___ RECORD EXTRACTS
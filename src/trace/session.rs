use std::collections::BTreeMap;

use indexmap::IndexMap;

use super::{is_text_address, parse_address, parse_word_hex, Snapshot};

/// Register state the registers pane binds to. Snapshots may omit
/// registers holding zero, so values carry over between steps instead of
/// being rebuilt from scratch.
#[derive(Debug, Clone, Copy, Default, PartialEq, Eq)]
pub struct RegisterFile {
    pub gpr: [u32; 32],
    pub pc: u32,
    pub hi: u32,
    pub lo: u32,
}

impl RegisterFile {
    fn fold(&mut self, regs: &BTreeMap<String, i64>) {
        for (name, &value) in regs {
            let value = value as u32;
            match name.as_str() {
                "pc" => self.pc = value,
                "hi" => self.hi = value,
                "lo" => self.lo = value,
                _ => {
                    let number = name.strip_prefix('$').and_then(|n| n.parse::<usize>().ok());
                    match number {
                        Some(n) if n < 32 => self.gpr[n] = value,
                        _ => tracing::warn!(%name, "ignoring unknown register"),
                    }
                }
            }
        }
    }
}

/// One word of the text segment.
#[derive(Debug, Clone, PartialEq, Eq)]
pub struct InstructionRow {
    pub address: u32,
    pub word: u32,
    /// Disassembled form, filled in lazily as steps reveal it. Sticky:
    /// once assigned it survives later steps that mention other encodings.
    pub assembly: String,
}

#[derive(Debug, Clone, Copy, PartialEq, Eq)]
pub enum StepOutcome {
    Advanced,
    EndOfTrace,
}

/// The loaded trace plus everything the panes display, accumulated by
/// folding snapshots in order. The cursor only moves forward.
#[derive(Debug, Default)]
pub struct Session {
    steps: Vec<Snapshot>,
    cursor: usize,
    registers: RegisterFile,
    instructions: BTreeMap<u32, InstructionRow>,
    data: IndexMap<u32, u32>,
    transcript: String,
    highlight: u32,
}

impl Session {
    pub fn new(steps: Vec<Snapshot>) -> Self {
        let mut session = Session {
            steps,
            ..Default::default()
        };
        if let Some(first) = session.steps.first().cloned() {
            session.fold(&first);
            session.highlight = session.registers.pc;
        }
        session
    }

    /// Move to the next snapshot and fold it into the view state.
    pub fn advance(&mut self) -> StepOutcome {
        if self.cursor + 1 >= self.steps.len() {
            tracing::debug!(step = self.cursor, "advance past end of trace");
            return StepOutcome::EndOfTrace;
        }

        // The instruction executed by this step sits at the pre-step pc.
        self.highlight = self.registers.pc;

        self.cursor += 1;
        let snapshot = self.steps[self.cursor].clone();
        self.fold(&snapshot);

        tracing::debug!(
            step = self.cursor,
            pc = %super::word_hex(self.registers.pc),
            executed = %snapshot.text,
            "advanced"
        );
        StepOutcome::Advanced
    }

    fn fold(&mut self, snapshot: &Snapshot) {
        for (key, &value) in &snapshot.mem {
            let Some(address) = parse_address(key) else {
                tracing::warn!(%key, "ignoring unparseable memory address");
                continue;
            };
            let word = value as u32;

            if is_text_address(address) {
                self.instructions
                    .entry(address)
                    .and_modify(|row| row.word = word)
                    .or_insert_with(|| InstructionRow {
                        address,
                        word,
                        assembly: String::new(),
                    });
            } else {
                self.data.insert(address, word);
            }
        }

        self.registers.fold(&snapshot.regs);

        if !snapshot.hex.is_empty() {
            self.associate(&snapshot.hex, &snapshot.text);
        }

        self.transcript.push_str(&snapshot.stdout);
    }

    /// Attach a disassembled string to the first instruction sharing the
    /// executed encoding. A hex matching no row associates nothing.
    fn associate(&mut self, hex: &str, assembly: &str) {
        let Some(word) = parse_word_hex(hex) else {
            tracing::warn!(hex, "ignoring unparseable instruction encoding");
            return;
        };

        if let Some(row) = self.instructions.values_mut().find(|row| row.word == word) {
            row.assembly = assembly.to_string();
        }
    }

    /// Zero-based index of the current snapshot.
    pub fn step(&self) -> usize {
        self.cursor
    }

    pub fn len(&self) -> usize {
        self.steps.len()
    }

    pub fn is_empty(&self) -> bool {
        self.steps.is_empty()
    }

    /// Whether the cursor sits on the last snapshot.
    pub fn at_end(&self) -> bool {
        self.cursor + 1 >= self.steps.len()
    }

    pub fn registers(&self) -> &RegisterFile {
        &self.registers
    }

    /// Text segment rows in address order.
    pub fn instructions(&self) -> impl Iterator<Item = &InstructionRow> {
        self.instructions.values()
    }

    pub fn instruction_count(&self) -> usize {
        self.instructions.len()
    }

    /// Data rows in the order they were first seen.
    pub fn data(&self) -> impl Iterator<Item = (u32, u32)> + '_ {
        self.data.iter().map(|(&address, &word)| (address, word))
    }

    /// Address of the most recently executed instruction.
    pub fn highlight(&self) -> u32 {
        self.highlight
    }

    /// Program output accumulated over all steps seen so far.
    pub fn transcript(&self) -> &str {
        &self.transcript
    }

    /// Disassembled form of the instruction the current step executed.
    /// Empty for the initial snapshot.
    pub fn executed_text(&self) -> &str {
        self.steps
            .get(self.cursor)
            .map(|s| s.text.as_str())
            .unwrap_or("")
    }

    /// Hex encoding of the instruction the current step executed.
    pub fn executed_hex(&self) -> &str {
        self.steps
            .get(self.cursor)
            .map(|s| s.hex.as_str())
            .unwrap_or("")
    }
}
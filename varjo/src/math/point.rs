use serde::{Deserialize, Serialize};
use std::ops::{Add, AddAssign, Div, DivAssign, Index, IndexMut, Mul, MulAssign, Sub, SubAssign};

use super::{
    common::{impl_approx_eq, ValueType},
    vector::{Vec2, Vec3},
};

// Based on Physically Based Rendering 3rd ed.
// http://www.pbr-book.org/3ed-2018/Geometry_and_Transformations/Points.html

// Note about Point ops:
// Some don't really make mathematical sense but are useful in weighted sums
// point + point = point
// point * scalar = point

/// A two-dimensional point.
#[derive(Copy, Clone, Debug, PartialEq)]
pub struct Point2<T>
where
    T: ValueType,
{
    /// The x component of the point.
    pub x: T,
    /// The y component of the point.
    pub y: T,
}

/// A three-dimensional point.
#[derive(Copy, Clone, Debug, PartialEq, Serialize, Deserialize)]
pub struct Point3<T>
where
    T: ValueType,
{
    /// The x component of the point.
    pub x: T,
    /// The y component of the point.
    pub y: T,
    /// The z component of the point.
    pub z: T,
}

macro_rules! impl_point {
    ( $( $point_type:ident
         [ $( $component:ident )+ ]
         $vec_type:ident
         $shorthand:ident
       ),+
    ) => {
        $(
            impl<T> $point_type<T>
            where
                T: ValueType,
            {
                /// Constructs a new point.
                ///
                /// Has a debug assert that checks for NaNs.
                #[inline]
                pub fn new($($component: T),*) -> Self {
                    let p = Self{ $($component),* };
                    debug_assert!(!p.has_nans());
                    p
                }

                /// Constructs a new point at the origin.
                #[inline]
                pub fn zeros() -> Self {
                    Self {
                        $($component: T::zero(),)*
                    }
                }

                /// Returns `true` if any component is NaN.
                #[inline]
                pub fn has_nans(&self) -> bool {
                    // Not all T have is_nan()
                    $(self.$component != self.$component)||*
                }

                /// Returns the squared distance to the other point.
                #[inline]
                pub fn dist_sqr(&self, other: Self) -> T {
                    debug_assert!(!self.has_nans());
                    debug_assert!(!other.has_nans());

                    (*self - other).len_sqr()
                }

                /// Returns the distance to the other point.
                #[inline]
                pub fn dist(&self, other: Self) -> T {
                    debug_assert!(!self.has_nans());
                    debug_assert!(!other.has_nans());

                    (*self - other).len()
                }

                /// Returns the component-wise minimum of the two points.
                #[inline]
                pub fn min(&self, other: Self) -> Self {
                    Self {
                        $($component: self.$component.mini(other.$component),)*
                    }
                }

                /// Returns the component-wise maximum of the two points.
                #[inline]
                pub fn max(&self, other: Self) -> Self {
                    Self {
                        $($component: self.$component.maxi(other.$component),)*
                    }
                }
            }

            /// Shorthand constructor
            #[inline]
            pub fn $shorthand<T>($($component: T),*) -> $point_type<T>
            where
                T: ValueType
            {
                // Use new() to catch NaNs
                $point_type::new($($component),*)
            }

            impl<T> From<T> for $point_type<T>
            where
                T: ValueType,
            {
                fn from(v: T) -> Self {
                    Self {
                        $($component: v,)*
                    }
                }
            }

            impl<T> Add<$vec_type<T>> for $point_type<T>
            where
                T: ValueType,
            {
                type Output = Self;

                fn add(self, other: $vec_type<T>) -> Self {
                    Self {
                        $($component: self.$component + other.$component,)*
                    }
                }
            }

            impl<T> Add for $point_type<T>
            where
                T: ValueType,
            {
                type Output = Self;

                fn add(self, other: Self) -> Self {
                    Self {
                        $($component: self.$component + other.$component,)*
                    }
                }
            }

            impl<T> Sub for $point_type<T>
            where
                T: ValueType,
            {
                type Output = $vec_type<T>;

                fn sub(self, other: Self) -> $vec_type<T> {
                    $vec_type {
                        $($component: self.$component - other.$component,)*
                    }
                }
            }

            impl<T> Sub<$vec_type<T>> for $point_type<T>
            where
                T: ValueType,
            {
                type Output = Self;

                fn sub(self, other: $vec_type<T>) -> Self {
                    Self {
                        $($component: self.$component - other.$component,)*
                    }
                }
            }

            impl<T> AddAssign<$vec_type<T>> for $point_type<T>
            where
                T: ValueType,
            {
                fn add_assign(&mut self, other: $vec_type<T>) {
                    $(self.$component += other.$component;)*
                }
            }

            impl<T> SubAssign<$vec_type<T>> for $point_type<T>
            where
                T: ValueType,
            {
                fn sub_assign(&mut self, other: $vec_type<T>) {
                    $(self.$component -= other.$component;)*
                }
            }

            impl<T> Mul<T> for $point_type<T>
            where
                T: ValueType,
            {
                type Output = Self;

                fn mul(self, s: T) -> Self {
                    Self {
                        $($component: self.$component * s,)*
                    }
                }
            }

            impl<T> Div<T> for $point_type<T>
            where
                T: ValueType,
            {
                type Output = Self;

                fn div(self, s: T) -> Self {
                    Self {
                        $($component: self.$component / s,)*
                    }
                }
            }

            impl<T> MulAssign<T> for $point_type<T>
            where
                T: ValueType,
            {
                fn mul_assign(&mut self, s: T) {
                    $(self.$component *= s;)*
                }
            }

            impl<T> DivAssign<T> for $point_type<T>
            where
                T: ValueType,
            {
                fn div_assign(&mut self, s: T) {
                    $(self.$component /= s;)*
                }
            }
        )*
    };
}
impl_point!(
    Point2 [x y] Vec2 point2,
    Point3 [x y z] Vec3 point3
);

macro_rules! impl_point_index {
    ($( $point_type:ident [ $( $index:expr => $component:ident )+ ] ),+ ) => {
        $(
            impl<T> Index<usize> for $point_type<T>
            where
                T: ValueType,
            {
                type Output = T;

                fn index(&self, i: usize) -> &T {
                    match i {
                        $( $index => &self.$component, )*
                        _ => panic!("Index {} out of bounds", i),
                    }
                }
            }

            impl<T> IndexMut<usize> for $point_type<T>
            where
                T: ValueType,
            {
                fn index_mut(&mut self, i: usize) -> &mut T {
                    match i {
                        $( $index => &mut self.$component, )*
                        _ => panic!("Index {} out of bounds", i),
                    }
                }
            }
        )*
    };
}
impl_point_index!(
    Point2 [0 => x 1 => y],
    Point3 [0 => x 1 => y 2 => z]
);

impl_approx_eq!(
    Point2 [x y],
    Point3 [x y z]
);
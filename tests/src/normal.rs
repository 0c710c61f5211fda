#[cfg(test)]
mod tests {
    use approx::assert_abs_diff_eq;

    use varjo::math::{Normal, Vec3};

    #[test]
    fn new() {
        let n = Normal::new(0.0, 1.0, 2.0);
        assert_eq!(n.z, 2.0);
        assert_eq!(Normal::from(Vec3::new(0.0, 1.0, 2.0)), n);
    }

    #[test]
    fn len() {
        let n = Normal::new(2.0, 3.0, 6.0);
        assert_eq!(n.len_sqr(), 49.0);
        assert_eq!(n.len(), 7.0);
        assert_abs_diff_eq!(n.normalized().len(), 1.0);
    }

    #[test]
    fn dot() {
        let n = Normal::new(1.0, 2.0, 3.0);
        assert_eq!(n.dot_v(Vec3::new(4.0, 5.0, 6.0)), 32.0);
        assert_eq!(n.dot(Normal::new(4.0, 5.0, 6.0)), 32.0);
    }

    #[test]
    fn neg() {
        assert_eq!(-Normal::new(1.0, -2.0, 3.0), Normal::new(-1.0, 2.0, -3.0));
    }
}
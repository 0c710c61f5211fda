use std::collections::VecDeque;

/// Limits on a single joint rotation axis, in degrees.
#[derive(Copy, Clone, Debug)]
pub struct JointRange {
    pub min: f64,
    pub init: f64,
    pub max: f64,
}

impl JointRange {
    pub fn new(min: f64, init: f64, max: f64) -> Self {
        Self { min, init, max }
    }

    fn clamp(&self, angle: f64) -> f64 {
        angle.clamp(self.min, self.max)
    }
}

impl Default for JointRange {
    fn default() -> Self {
        Self {
            min: 0.0,
            init: 0.0,
            max: 0.0,
        }
    }
}

// Oldest checkpoints are dropped past this so long interactive sessions don't
// grow without bound
const MAX_UNDO_STEPS: usize = 64;

/// Clamped two-axis joint rotation with checkpointed undo and redo.
#[derive(Clone, Debug, Default)]
pub struct JointState {
    ranges: [JointRange; 2],
    rotation: [f64; 2],
    undo_stack: VecDeque<[f64; 2]>,
    redo_stack: Vec<[f64; 2]>,
}

impl JointState {
    pub fn new(x_range: JointRange, y_range: JointRange) -> Self {
        Self {
            rotation: [x_range.clamp(x_range.init), y_range.clamp(y_range.init)],
            ranges: [x_range, y_range],
            undo_stack: VecDeque::new(),
            redo_stack: Vec::new(),
        }
    }

    pub fn rotation_x(&self) -> f64 {
        self.rotation[0]
    }

    pub fn rotation_y(&self) -> f64 {
        self.rotation[1]
    }

    /// Replaces the limits of one axis, re-clamping the current rotation.
    pub fn set_range(&mut self, axis: usize, range: JointRange) {
        self.ranges[axis] = range;
        self.rotation[axis] = range.clamp(self.rotation[axis]);
    }

    /// Adds `delta_x`/`delta_y` degrees to the rotations, clamped to the
    /// joint's limits.
    pub fn rotate_by(&mut self, delta_x: f64, delta_y: f64) {
        self.rotation[0] = self.ranges[0].clamp(self.rotation[0] + delta_x);
        self.rotation[1] = self.ranges[1].clamp(self.rotation[1] + delta_y);
    }

    /// Puts both axes back at their initial angles.
    pub fn reset(&mut self) {
        self.rotation = [
            self.ranges[0].clamp(self.ranges[0].init),
            self.ranges[1].clamp(self.ranges[1].init),
        ];
    }

    /// Records the current rotation as an undo step and invalidates any redo
    /// history.
    pub fn checkpoint(&mut self) {
        if self.undo_stack.len() == MAX_UNDO_STEPS {
            self.undo_stack.pop_front();
        }
        self.undo_stack.push_back(self.rotation);
        self.redo_stack.clear();
    }

    /// Restores the previous checkpoint, returning `false` when there is
    /// nothing to undo.
    pub fn undo(&mut self) -> bool {
        match self.undo_stack.pop_back() {
            Some(rotation) => {
                self.redo_stack.push(self.rotation);
                self.rotation = rotation;
                true
            }
            None => false,
        }
    }

    /// Reapplies the last undone rotation, returning `false` when there is
    /// nothing to redo.
    pub fn redo(&mut self) -> bool {
        match self.redo_stack.pop() {
            Some(rotation) => {
                if self.undo_stack.len() == MAX_UNDO_STEPS {
                    self.undo_stack.pop_front();
                }
                self.undo_stack.push_back(self.rotation);
                self.rotation = rotation;
                true
            }
            None => false,
        }
    }
}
______
▸ REQUIRED WORK
In the records above, the line with "display, accumulated by" marks the start and the line with "self.cursor += 1;" marks the end; copy that stretch exactly, both lines included, and nothing else.

▸ SOLUTION FOR THIS TASK
/// The loaded trace plus everything the panes display, accumulated by
/// folding snapshots in order. The cursor only moves forward.
#[derive(Debug, Default)]
pub struct Session {
    steps: Vec<Snapshot>,
    cursor: usize,
    registers: RegisterFile,
    instructions: BTreeMap<u32, InstructionRow>,
    data: IndexMap<u32, u32>,
    transcript: String,
    highlight: u32,
}

impl Session {
    pub fn new(steps: Vec<Snapshot>) -> Self {
        let mut session = Session {
            steps,
            ..Default::default()
        };
        if let Some(first) = session.steps.first().cloned() {
            session.fold(&first);
            session.highlight = session.registers.pc;
        }
        session
    }

    /// Move to the next snapshot and fold it into the view state.
    pub fn advance(&mut self) -> StepOutcome {
        if self.cursor + 1 >= self.steps.len() {
            tracing::debug!(step = self.cursor, "advance past end of trace");
            return StepOutcome::EndOfTrace;
        }

        // The instruction executed by this step sits at the pre-step pc.
        self.highlight = self.registers.pc;

        self.cursor += 1;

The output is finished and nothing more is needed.